Arrow-right Camera
Subscribe now

This column reflects the opinion of the writer. Learn about the differences between a news story and an opinion column.

100 years ago in Spokane: Prohibition was all over the news, but an epidemic was also starting to make headlines

 (Spokane Daily Chronicle archives )

A common theme – illegal booze – was evident in many of the day’s big news stories.

Federal Prohibition officials were in Spokane to try to elicit cooperation between Washington and Idaho enforcement agents, since a great deal of Spokane’s bootlegged booze arrived through Kingsgate/Eastport on the Idaho-British Columbia border. A cooperative agreement would make it easier to catch offenders.

A related story noted that Spokane County had just purchased a speedy Hudson Super-Six auto for use by the county’s “dry squad.” The purchase was funded by the fines and forfeitures resulting from raids on 14 stills in little more than a month.

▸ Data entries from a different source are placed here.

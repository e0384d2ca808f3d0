use super::to_id;
use crate::format::{Clause, Format, RuleSet, MAX_GEN, MIN_GEN};

#[derive(Clone, Copy, Debug)]
pub struct FormatEntry {
    pub name: &'static str,
    pub clauses: &'static [Clause],
}

const STANDARD: &[Clause] = &[
    Clause::Ohko,
    Clause::EvasionMoves,
    Clause::Swagger,
    Clause::BatonPass,
    Clause::EvasionAbilities,
    Clause::Moody,
];

pub static FORMATS: phf::Map<&'static str, FormatEntry> = phf::phf_map! {
    "ou" => FormatEntry { name: "OU", clauses: STANDARD },
    "uu" => FormatEntry { name: "UU", clauses: STANDARD },
    "ubers" => FormatEntry {
        name: "Ubers",
        clauses: &[Clause::Ohko, Clause::EvasionMoves, Clause::Moody],
    },
    "lc" => FormatEntry {
        name: "LC",
        clauses: &[
            Clause::Ohko,
            Clause::EvasionMoves,
            Clause::Swagger,
            Clause::BatonPass,
            Clause::EvasionAbilities,
            Clause::Moody,
            Clause::LittleCup,
        ],
    },
    "anythinggoes" => FormatEntry { name: "Anything Goes", clauses: &[] },
};

/// Species present in a generation's data that could not be obtained at the time.
pub fn unreleased_in(gen: u8) -> &'static [&'static str] {
    match gen {
        7 => &["zeraora"],
        _ => &[],
    }
}

pub fn get_ruleset(format: &Format) -> Option<RuleSet> {
    if !(MIN_GEN..=MAX_GEN).contains(&format.gen) {
        return None;
    }
    let entry = FORMATS.get(to_id(&format.id).as_str())?;
    let name = format!("[Gen {}] {}", format.gen, entry.name);
    Some(RuleSet::new(name, format.gen, entry.clauses).with_unreleased(unreleased_in(format.gen)))
}
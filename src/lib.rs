pub mod batch;
pub mod model;

use crate::batch::{render_text, validate_all, write_json};
use crate::model::SetsFile;
use anyhow::Context;
use pokemon_validator_core::dex::StaticDex;
use pokemon_validator_core::format::Format;
use pokemon_validator_core::parse_showdown_team;
use pokemon_validator_core::report::ValidationReport;
use std::path::{Path, PathBuf};

#[derive(Debug, Clone)]
pub enum SetsSource {
    Json(PathBuf),
    Showdown(PathBuf),
}

#[derive(Debug, Clone)]
pub struct CliOptions {
    pub source: SetsSource,
    pub format: Option<String>,
    pub output_path: Option<PathBuf>,
}

pub fn load_sets(path: &Path) -> anyhow::Result<SetsFile> {
    let raw = std::fs::read_to_string(path)
        .with_context(|| format!("Failed to read sets file at {}", path.display()))?;
    let parsed: SetsFile = serde_json::from_str(&raw)
        .with_context(|| format!("Failed to parse JSON from {}", path.display()))?;
    Ok(parsed)
}

pub fn load_showdown(path: &Path) -> anyhow::Result<SetsFile> {
    let raw = std::fs::read_to_string(path)
        .with_context(|| format!("Failed to read team export at {}", path.display()))?;
    let sets = parse_showdown_team(&raw)
        .with_context(|| format!("Failed to parse team export {}", path.display()))?;
    Ok(SetsFile::from_sets(sets))
}

/// `--format` wins over the format named in the sets file.
pub fn resolve_format(cli_format: Option<&str>, file: &SetsFile) -> anyhow::Result<Format> {
    let id = cli_format
        .or(file.format.as_deref())
        .ok_or_else(|| anyhow::anyhow!("No format given; pass --format (e.g. --format gen7ou)"))?;
    let format = id
        .parse::<Format>()
        .with_context(|| format!("Invalid format id '{id}'"))?;
    Ok(format)
}

/// Validates the requested sets and returns the report.
pub fn run(opts: &CliOptions) -> anyhow::Result<ValidationReport> {
    let file = match &opts.source {
        SetsSource::Json(path) => load_sets(path)?,
        SetsSource::Showdown(path) => load_showdown(path)?,
    };
    if file.sets.is_empty() {
        anyhow::bail!("No sets to validate");
    }
    let format = resolve_format(opts.format.as_deref(), &file)?;
    let report = validate_all(&StaticDex, &file.sets, &format);

    match &opts.output_path {
        Some(path) => {
            write_json(&report, path)?;
            println!(
                "Wrote report for {} sets ({} problems) to {}",
                report.sets().len(),
                report.problem_count(),
                path.display()
            );
        }
        None => print!("{}", render_text(&report)),
    }
    Ok(report)
}
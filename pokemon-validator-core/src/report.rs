use serde::Serialize;
use serde_json::json;

use crate::set::PokemonSet;

/// Problems found for one set.
#[derive(Clone, Debug, PartialEq, Serialize)]
pub struct SetReport {
    pub name: String,
    pub species: String,
    pub problems: Vec<String>,
}

impl SetReport {
    pub fn new(set: &PokemonSet, problems: Vec<String>) -> Self {
        Self {
            name: set.display_name().to_string(),
            species: set.species.clone(),
            problems,
        }
    }

    pub fn is_legal(&self) -> bool {
        self.problems.is_empty()
    }
}

/// Collected results for a batch of sets validated against one format.
#[derive(Clone, Debug, Default, Serialize)]
pub struct ValidationReport {
    format: String,
    sets: Vec<SetReport>,
}

impl ValidationReport {
    pub fn new(format: impl Into<String>) -> Self {
        Self {
            format: format.into(),
            sets: Vec::new(),
        }
    }

    pub fn record(&mut self, set: &PokemonSet, problems: Vec<String>) {
        self.sets.push(SetReport::new(set, problems));
    }

    pub fn push(&mut self, report: SetReport) {
        self.sets.push(report);
    }

    pub fn format(&self) -> &str {
        &self.format
    }

    pub fn sets(&self) -> &[SetReport] {
        &self.sets
    }

    pub fn problem_count(&self) -> usize {
        self.sets.iter().map(|set| set.problems.len()).sum()
    }

    pub fn all_legal(&self) -> bool {
        self.sets.iter().all(SetReport::is_legal)
    }

    pub fn to_json(&self) -> serde_json::Value {
        json!({
            "format": self.format,
            "legal": self.all_legal(),
            "problems": self.problem_count(),
            "sets": self.sets,
        })
    }
}

#[cfg(test)]
mod tests {
    use super::*;

    #[test]
    fn summary_counts_problems() {
        let mut report = ValidationReport::new("gen7ou");
        report.record(&PokemonSet::new("Snorlax"), Vec::new());
        report.record(
            &PokemonSet::new("Mew").with_name("Pinky"),
            vec!["a".to_string(), "b".to_string()],
        );
        assert!(!report.all_legal());
        assert_eq!(report.problem_count(), 2);

        let value = report.to_json();
        assert_eq!(value["format"], "gen7ou");
        assert_eq!(value["legal"], false);
        assert_eq!(value["sets"][1]["name"], "Pinky");
        assert_eq!(value["sets"][1]["species"], "Mew");
        assert_eq!(value["sets"][0]["problems"].as_array().map(Vec::len), Some(0));
    }

    #[test]
    fn empty_report_is_legal() {
        assert!(ValidationReport::new("gen1ou").all_legal());
    }
}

The sheriff credited “gentle breezes,” which “wafted the unmistakable fumes of moonshine” through the countryside, leading agents to the stills.

A third story detailed a thrilling high-speed chase and shootout in Montana, in which bootleggers crashed through police roadblocks and stopped only when police put three bullets through the car’s radiator.

From the epidemic beat: U.S. authorities announced new precautions to prevent the spread of typhus, which had become epidemic in Europe.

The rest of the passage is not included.